* Exercise
Each line shown below should be copied exactly.

Items from a data source
⟨

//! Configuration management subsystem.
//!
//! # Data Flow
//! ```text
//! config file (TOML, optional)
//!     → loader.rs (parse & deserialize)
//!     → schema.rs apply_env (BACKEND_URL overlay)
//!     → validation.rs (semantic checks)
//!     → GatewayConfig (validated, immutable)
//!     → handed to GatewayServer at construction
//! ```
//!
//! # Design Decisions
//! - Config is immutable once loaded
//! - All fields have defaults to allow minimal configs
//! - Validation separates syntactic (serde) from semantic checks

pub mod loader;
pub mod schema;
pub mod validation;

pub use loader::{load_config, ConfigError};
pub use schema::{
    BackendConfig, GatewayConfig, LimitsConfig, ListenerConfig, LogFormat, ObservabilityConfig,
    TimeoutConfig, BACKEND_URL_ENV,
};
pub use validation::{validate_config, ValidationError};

⟩

* Answer for this exercise
//! Configuration management subsystem.
//!
//! # Data Flow
//! ```text
//! config file (TOML, optional)
//!     → loader.rs (parse & deserialize)
//!     → schema.rs apply_env (BACKEND_URL overlay)
//!     → validation.rs (semantic checks)
//!     → GatewayConfig (validated, immutable)
//!     → handed to GatewayServer at construction
//! ```
//!
//! # Design Decisions
//! - Config is immutable once loaded
//! - All fields have defaults to allow minimal configs
//! - Validation separates syntactic (serde) from semantic checks

pub mod loader;
pub mod schema;
pub mod validation;

pub use loader::{load_config, ConfigError};
pub use schema::{
    BackendConfig, GatewayConfig, LimitsConfig, ListenerConfig, LogFormat, ObservabilityConfig,
    TimeoutConfig, BACKEND_URL_ENV,
};
pub use validation::{validate_config, ValidationError};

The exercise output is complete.